Otra vez nos encontramos con el elefante en el cuarto: asesorías, “honoríficas” y conflictos de interés, a la tragedia se suma un componente que erosiona todavía más la confianza: los señalamientos sobre irregularidades en la construcción y sobre la participación del hijo del expresidente López Obrador, Gonzalo López Beltrán como “consultor honorífico” en el proyecto. No pueden decir que no es cierto, cuando existen las declaraciones públicas del propio expresidente donde señala que su hijo “ha ayudado… como honorífico… pero no cobra”.
Que sea “sin sueldo” no elimina el conflicto: la influencia no se mide por nómina, se mide por acceso, decisiones, redes y favores. Y donde el poder se hereda por proximidad más que por méritos, cualquier figura “asesora” vinculada a la familia del presidente —aunque sea del sexenio anterior— obliga a un estándar más alto de transparencia, precisamente para disipar sospechas.
Hay múltiples versiones sobre “amiguismos” y presuntas redes de proveeduría alrededor del proyecto tras el accidente.
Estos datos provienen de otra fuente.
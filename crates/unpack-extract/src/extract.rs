use std::fs::File;
use std::io::{self, Read, Write};
use std::path::Path;

use tracing::debug;
use unpack_archive::{ArchiveFile, EntrySource};
use unpack_manifest::TargetSet;

use crate::error::{ExtractError, Result};
use crate::options::ExtractOptions;
use crate::outcome::{ArchiveSummary, Outcome};

/// Running totals of what one archive pass put on disk.
#[derive(Clone, Copy, Debug, Default, PartialEq, Eq)]
pub struct Written {
    pub entries: usize,
    pub bytes: u64,
}

/// Stream `source` once and write every entry named in `targets` into
/// `output_dir`.
///
/// Extracted names are removed from `targets`, so whatever is left when this
/// returns `Ok` was not found. Entries that are not requested, or are not
/// regular files, are skipped without touching their content. Entry names are
/// joined onto `output_dir` as-is and missing parent directories are not
/// created.
///
/// On error, `written` still reflects the entries completed before it.
pub fn extract_requested<S>(
    source: &mut S,
    targets: &mut TargetSet,
    output_dir: &Path,
    buffer: &mut [u8],
    written: &mut Written,
) -> Result<()>
where
    S: EntrySource + ?Sized,
{
    while !targets.is_empty() {
        let Some(next) = source.next_entry() else {
            break;
        };
        let mut entry = next.map_err(ExtractError::ArchiveRead)?;
        if !entry.is_file() || !targets.contains(entry.name()) {
            continue;
        }

        let dest = output_dir.join(entry.name());
        let mut file = File::create(&dest).map_err(|e| ExtractError::write(&dest, e))?;
        let bytes = copy_through(&mut entry, &mut file, buffer, &dest)?;

        debug!(entry = entry.name(), bytes, "extracted");
        targets.remove(entry.name());
        written.entries += 1;
        written.bytes += bytes;
    }
    Ok(())
}

fn copy_through<R, W>(reader: &mut R, writer: &mut W, buffer: &mut [u8], dest: &Path) -> Result<u64>
where
    R: Read + ?Sized,
    W: Write + ?Sized,
{
    let mut total = 0u64;
    loop {
        let n = match reader.read(buffer) {
            Ok(0) => break,
            Ok(n) => n,
            Err(e) if e.kind() == io::ErrorKind::Interrupted => continue,
            Err(e) => return Err(ExtractError::ArchiveRead(e.into())),
        };
        writer
            .write_all(&buffer[..n])
            .map_err(|e| ExtractError::write(dest, e))?;
        total += n as u64;
    }
    writer.flush().map_err(|e| ExtractError::write(dest, e))?;
    Ok(total)
}

/// Run the whole per-archive procedure for the archive at `path`.
///
/// Never fails: every problem becomes the archive's [`Outcome`].
pub fn process_archive(
    path: &Path,
    archive_id: &str,
    mut targets: TargetSet,
    options: &ExtractOptions,
) -> ArchiveSummary {
    let mut written = Written::default();

    let result = ArchiveFile::open(path)
        .map_err(ExtractError::ArchiveOpen)
        .and_then(|mut archive| {
            debug!(archive = archive_id, format = ?archive.format(), "opened");
            let mut entries = archive.entries().map_err(ExtractError::ArchiveOpen)?;
            let mut buffer = options.allocate_buffer();
            extract_requested(
                &mut entries,
                &mut targets,
                &options.output_dir,
                &mut buffer,
                &mut written,
            )
        });

    let outcome = match result {
        Ok(()) => Outcome::from_remaining(targets),
        Err(err) => Outcome::Failed(err),
    };
    debug!(
        archive = archive_id,
        entries = written.entries,
        bytes = written.bytes,
        satisfied = outcome.is_satisfied(),
        "archive done"
    );
    ArchiveSummary { outcome, written }
}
Eso, por sí mismo, no prueba responsabilidades penales; pero sí confirma algo: la obra nació en un ecosistema donde la opacidad alimenta la sospecha.
Por eso, la única salida racional es una revisión que no dependa de la fe, sino de evidencia.
La presidenta Claudia Sheinbaum tiene una difícil decisión: romper el ciclo de impunidad o seguir cobijando a los hijos del expresidente y su legado de terror, ya prometió investigación y envió funcionarios para atender la emergencia, que es lo mínimo indispensable. Lo que falta es lo difícil: separar la justicia del proyecto político. Porque en México muchas tragedias acaban archivadas bajo el rubricado de “accidente” cuando en realidad son el desenlace de una cadena: licitaciones cuestionables, prisas por inaugurar, controles débiles, mantenimiento subfinanciado, y una cultura de corrupción e impunidad que vuelve “normal” lo que jamás debería serlo.
Si el gobierno quiere honrar a las 13 víctimas con algo más que condolencias, hay medidas claras:
1. Suspensión temporal del tramo hasta dictamen técnico público de seguridad.
2. Auditoría integral independiente (infraestructura, mantenimiento, operación y contratación).
3. Publicación de contratos y proveedores clave, incluyendo materiales críticos (vías, balasto, señalización, etc.).
4. Comparecencias técnicas, no propagandísticas: responsables operativos, supervisión, y mantenimiento.
5. Fondo de reparación y acompañamiento a víctimas y familias, con seguimiento médico y legal verificable.
Lo demás es narrativa
Hoy México tiene 13 razones —con nombre y familia— para exigir que el tren vuelva a su riel principal: el de la legalidad, la transparencia y la seguridad. Y que el poder, por una vez, deje de viajar en primera clase mientras la ciudadanía paga el boleto más caro: el de la vida.